Record extracts ▸
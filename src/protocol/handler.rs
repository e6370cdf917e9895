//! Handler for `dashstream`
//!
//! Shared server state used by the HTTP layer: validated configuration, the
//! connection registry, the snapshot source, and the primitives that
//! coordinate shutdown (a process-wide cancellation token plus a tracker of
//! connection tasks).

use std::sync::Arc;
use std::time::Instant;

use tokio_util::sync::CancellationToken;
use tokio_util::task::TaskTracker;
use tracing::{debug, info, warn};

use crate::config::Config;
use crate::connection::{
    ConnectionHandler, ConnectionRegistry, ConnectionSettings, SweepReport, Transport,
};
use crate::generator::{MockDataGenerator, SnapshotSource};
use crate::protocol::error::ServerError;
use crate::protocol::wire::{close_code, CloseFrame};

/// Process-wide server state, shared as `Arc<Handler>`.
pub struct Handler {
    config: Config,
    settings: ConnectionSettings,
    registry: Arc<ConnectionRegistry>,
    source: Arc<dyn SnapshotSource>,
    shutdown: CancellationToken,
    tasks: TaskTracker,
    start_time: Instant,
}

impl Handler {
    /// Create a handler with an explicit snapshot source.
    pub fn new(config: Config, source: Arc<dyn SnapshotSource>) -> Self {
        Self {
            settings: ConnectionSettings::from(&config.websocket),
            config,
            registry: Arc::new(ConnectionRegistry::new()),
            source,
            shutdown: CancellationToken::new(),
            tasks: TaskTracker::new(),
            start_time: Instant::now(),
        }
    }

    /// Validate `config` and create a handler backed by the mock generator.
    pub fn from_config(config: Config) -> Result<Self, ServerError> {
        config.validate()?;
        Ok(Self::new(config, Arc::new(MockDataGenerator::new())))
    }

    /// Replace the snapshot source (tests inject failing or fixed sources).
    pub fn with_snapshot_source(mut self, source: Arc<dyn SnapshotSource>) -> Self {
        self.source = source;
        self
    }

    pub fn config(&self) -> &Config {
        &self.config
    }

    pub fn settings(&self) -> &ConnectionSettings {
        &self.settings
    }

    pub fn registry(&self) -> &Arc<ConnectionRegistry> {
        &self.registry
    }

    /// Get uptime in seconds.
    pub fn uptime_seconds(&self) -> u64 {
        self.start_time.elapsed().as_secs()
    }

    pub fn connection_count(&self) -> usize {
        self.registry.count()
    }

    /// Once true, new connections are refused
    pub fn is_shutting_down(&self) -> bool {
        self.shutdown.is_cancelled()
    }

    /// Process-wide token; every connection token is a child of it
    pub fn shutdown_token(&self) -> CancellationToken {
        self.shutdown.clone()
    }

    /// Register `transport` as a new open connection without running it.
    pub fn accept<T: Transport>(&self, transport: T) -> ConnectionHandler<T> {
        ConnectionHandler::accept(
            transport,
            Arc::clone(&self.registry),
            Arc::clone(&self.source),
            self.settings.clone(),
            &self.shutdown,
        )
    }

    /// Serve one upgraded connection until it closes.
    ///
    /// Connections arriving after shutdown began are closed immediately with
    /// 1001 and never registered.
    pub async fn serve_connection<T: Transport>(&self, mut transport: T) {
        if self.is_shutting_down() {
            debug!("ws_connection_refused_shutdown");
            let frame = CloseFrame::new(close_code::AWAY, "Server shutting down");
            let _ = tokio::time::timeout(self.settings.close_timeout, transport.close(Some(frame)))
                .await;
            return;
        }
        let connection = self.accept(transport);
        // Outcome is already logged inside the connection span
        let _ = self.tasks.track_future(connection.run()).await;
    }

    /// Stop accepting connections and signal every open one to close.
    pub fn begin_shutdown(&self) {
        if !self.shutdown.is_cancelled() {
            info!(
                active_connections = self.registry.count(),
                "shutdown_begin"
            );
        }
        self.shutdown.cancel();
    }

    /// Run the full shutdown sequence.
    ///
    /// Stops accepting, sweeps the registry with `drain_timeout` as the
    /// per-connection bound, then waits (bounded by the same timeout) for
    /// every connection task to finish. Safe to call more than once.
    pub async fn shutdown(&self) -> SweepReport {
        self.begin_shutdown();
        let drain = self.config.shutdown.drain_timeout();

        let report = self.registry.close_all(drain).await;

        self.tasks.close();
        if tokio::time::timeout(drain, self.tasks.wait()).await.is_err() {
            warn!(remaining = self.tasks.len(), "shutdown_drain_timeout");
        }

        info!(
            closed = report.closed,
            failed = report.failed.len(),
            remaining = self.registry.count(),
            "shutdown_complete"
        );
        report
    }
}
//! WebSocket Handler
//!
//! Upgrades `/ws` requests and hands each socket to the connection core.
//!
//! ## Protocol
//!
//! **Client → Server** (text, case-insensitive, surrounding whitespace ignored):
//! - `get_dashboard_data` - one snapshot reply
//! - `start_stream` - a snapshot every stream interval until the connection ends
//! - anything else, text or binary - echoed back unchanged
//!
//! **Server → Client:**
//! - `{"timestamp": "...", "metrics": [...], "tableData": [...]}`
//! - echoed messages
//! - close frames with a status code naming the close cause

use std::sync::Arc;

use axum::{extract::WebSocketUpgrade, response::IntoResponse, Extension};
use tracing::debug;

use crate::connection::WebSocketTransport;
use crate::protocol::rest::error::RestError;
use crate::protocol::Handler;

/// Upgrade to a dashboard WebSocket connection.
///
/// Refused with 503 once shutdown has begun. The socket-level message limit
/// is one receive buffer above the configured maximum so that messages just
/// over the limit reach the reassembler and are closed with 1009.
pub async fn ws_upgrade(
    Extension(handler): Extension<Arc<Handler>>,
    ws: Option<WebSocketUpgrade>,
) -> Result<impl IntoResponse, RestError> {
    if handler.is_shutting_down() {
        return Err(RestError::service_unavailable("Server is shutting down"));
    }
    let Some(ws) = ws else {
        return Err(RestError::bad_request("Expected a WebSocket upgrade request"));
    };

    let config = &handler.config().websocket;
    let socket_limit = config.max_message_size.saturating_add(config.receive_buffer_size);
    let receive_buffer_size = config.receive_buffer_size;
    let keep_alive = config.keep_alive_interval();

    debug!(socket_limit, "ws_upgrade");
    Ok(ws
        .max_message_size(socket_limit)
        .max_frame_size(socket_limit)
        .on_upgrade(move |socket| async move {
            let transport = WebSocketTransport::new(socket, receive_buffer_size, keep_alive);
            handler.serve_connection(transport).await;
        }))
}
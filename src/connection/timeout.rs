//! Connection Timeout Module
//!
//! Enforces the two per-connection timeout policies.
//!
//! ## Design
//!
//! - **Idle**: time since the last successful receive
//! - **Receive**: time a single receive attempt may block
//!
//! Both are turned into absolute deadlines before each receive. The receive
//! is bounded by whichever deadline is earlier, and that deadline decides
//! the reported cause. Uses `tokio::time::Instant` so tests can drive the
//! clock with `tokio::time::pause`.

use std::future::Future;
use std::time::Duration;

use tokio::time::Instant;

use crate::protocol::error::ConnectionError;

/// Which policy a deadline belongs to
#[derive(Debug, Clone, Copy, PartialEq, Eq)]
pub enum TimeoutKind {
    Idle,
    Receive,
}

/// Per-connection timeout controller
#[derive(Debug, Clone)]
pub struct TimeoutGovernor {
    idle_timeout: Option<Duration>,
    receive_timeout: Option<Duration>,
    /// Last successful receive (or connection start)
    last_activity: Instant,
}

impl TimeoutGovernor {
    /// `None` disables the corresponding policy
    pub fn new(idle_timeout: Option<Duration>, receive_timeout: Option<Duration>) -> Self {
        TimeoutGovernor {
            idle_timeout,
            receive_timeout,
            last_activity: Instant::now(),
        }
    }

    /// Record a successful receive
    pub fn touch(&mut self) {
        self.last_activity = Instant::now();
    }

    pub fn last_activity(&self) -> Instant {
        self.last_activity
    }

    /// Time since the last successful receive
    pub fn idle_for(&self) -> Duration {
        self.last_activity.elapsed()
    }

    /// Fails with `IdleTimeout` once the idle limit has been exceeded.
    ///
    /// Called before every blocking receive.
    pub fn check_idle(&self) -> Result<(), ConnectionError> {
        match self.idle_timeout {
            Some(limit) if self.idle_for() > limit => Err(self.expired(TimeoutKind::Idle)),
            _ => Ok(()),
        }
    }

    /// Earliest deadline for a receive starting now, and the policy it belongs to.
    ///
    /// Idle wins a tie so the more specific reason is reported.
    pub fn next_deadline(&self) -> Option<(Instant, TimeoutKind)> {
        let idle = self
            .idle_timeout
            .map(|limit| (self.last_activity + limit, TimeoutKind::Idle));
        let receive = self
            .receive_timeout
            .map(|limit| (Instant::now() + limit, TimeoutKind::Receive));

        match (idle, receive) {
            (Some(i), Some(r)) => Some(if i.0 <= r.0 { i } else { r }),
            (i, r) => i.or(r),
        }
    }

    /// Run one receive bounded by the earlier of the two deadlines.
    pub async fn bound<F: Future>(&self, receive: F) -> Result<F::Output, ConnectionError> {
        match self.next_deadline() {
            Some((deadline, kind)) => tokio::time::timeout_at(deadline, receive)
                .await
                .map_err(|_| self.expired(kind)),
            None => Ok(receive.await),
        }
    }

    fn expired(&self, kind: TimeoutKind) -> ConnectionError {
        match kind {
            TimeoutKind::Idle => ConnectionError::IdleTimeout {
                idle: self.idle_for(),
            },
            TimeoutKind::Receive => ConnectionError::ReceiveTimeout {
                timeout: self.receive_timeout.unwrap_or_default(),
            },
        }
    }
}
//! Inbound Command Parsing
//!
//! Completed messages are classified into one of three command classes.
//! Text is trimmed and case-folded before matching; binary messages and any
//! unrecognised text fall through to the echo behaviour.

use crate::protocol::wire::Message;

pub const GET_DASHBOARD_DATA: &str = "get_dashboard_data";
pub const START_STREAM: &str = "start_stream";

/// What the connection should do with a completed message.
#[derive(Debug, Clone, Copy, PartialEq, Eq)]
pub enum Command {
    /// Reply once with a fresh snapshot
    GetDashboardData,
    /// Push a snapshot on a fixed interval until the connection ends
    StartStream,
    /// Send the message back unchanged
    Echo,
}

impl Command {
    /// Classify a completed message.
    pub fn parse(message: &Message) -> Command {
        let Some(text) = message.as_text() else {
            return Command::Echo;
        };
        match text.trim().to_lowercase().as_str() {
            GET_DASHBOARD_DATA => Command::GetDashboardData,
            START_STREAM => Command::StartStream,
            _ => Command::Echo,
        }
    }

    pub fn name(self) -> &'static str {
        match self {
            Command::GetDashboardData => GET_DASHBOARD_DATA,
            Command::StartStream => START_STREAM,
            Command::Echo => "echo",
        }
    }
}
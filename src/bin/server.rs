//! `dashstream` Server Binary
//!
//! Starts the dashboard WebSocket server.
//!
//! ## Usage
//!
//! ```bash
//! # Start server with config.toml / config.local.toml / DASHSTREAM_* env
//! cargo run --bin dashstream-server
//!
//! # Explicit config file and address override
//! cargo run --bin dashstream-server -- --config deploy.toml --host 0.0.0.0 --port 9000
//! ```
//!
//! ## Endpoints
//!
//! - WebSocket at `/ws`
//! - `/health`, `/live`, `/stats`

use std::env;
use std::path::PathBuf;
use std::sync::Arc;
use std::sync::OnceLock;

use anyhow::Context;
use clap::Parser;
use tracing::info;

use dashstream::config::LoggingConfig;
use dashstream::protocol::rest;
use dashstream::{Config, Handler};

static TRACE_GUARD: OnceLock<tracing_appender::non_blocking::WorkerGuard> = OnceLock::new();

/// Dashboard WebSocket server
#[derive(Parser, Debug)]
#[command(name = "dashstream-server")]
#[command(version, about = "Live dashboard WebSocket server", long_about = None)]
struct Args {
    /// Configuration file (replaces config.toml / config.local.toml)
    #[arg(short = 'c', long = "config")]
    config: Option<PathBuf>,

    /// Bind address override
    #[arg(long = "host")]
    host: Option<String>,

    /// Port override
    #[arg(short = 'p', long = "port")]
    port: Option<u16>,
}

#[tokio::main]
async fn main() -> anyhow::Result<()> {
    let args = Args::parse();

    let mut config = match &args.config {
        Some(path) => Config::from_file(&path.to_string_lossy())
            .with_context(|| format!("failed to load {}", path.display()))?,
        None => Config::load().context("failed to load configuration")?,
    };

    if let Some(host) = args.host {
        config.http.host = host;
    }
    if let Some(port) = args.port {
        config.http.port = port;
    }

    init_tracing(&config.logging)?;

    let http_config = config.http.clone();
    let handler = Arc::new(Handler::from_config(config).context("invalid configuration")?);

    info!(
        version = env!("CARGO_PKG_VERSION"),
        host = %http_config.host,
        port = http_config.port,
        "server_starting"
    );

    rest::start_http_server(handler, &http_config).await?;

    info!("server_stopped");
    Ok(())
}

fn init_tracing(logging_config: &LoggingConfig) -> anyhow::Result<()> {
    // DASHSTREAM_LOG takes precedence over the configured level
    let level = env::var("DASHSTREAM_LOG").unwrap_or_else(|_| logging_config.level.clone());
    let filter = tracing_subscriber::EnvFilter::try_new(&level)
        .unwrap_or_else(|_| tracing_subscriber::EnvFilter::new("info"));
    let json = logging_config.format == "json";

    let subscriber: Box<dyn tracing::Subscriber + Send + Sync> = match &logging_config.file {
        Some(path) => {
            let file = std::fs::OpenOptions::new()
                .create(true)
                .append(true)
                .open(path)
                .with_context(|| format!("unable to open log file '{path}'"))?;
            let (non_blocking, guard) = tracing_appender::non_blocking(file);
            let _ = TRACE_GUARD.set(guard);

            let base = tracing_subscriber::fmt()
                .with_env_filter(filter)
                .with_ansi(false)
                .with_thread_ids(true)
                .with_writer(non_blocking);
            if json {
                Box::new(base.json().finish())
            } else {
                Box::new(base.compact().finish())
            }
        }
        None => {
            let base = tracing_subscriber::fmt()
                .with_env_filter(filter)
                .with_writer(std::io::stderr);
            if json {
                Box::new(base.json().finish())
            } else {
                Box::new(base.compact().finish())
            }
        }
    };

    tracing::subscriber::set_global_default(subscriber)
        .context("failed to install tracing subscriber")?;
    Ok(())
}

What is required ▸ Go through the listing above, and whenever a line holds the word "tasks", copy it.

Solution below ▸
//! connection tasks).
    tasks: TaskTracker,
            tasks: TaskTracker::new(),
        let _ = self.tasks.track_future(connection.run()).await;
        self.tasks.close();
        if tokio::time::timeout(drain, self.tasks.wait()).await.is_err() {
            warn!(remaining = self.tasks.len(), "shutdown_drain_timeout");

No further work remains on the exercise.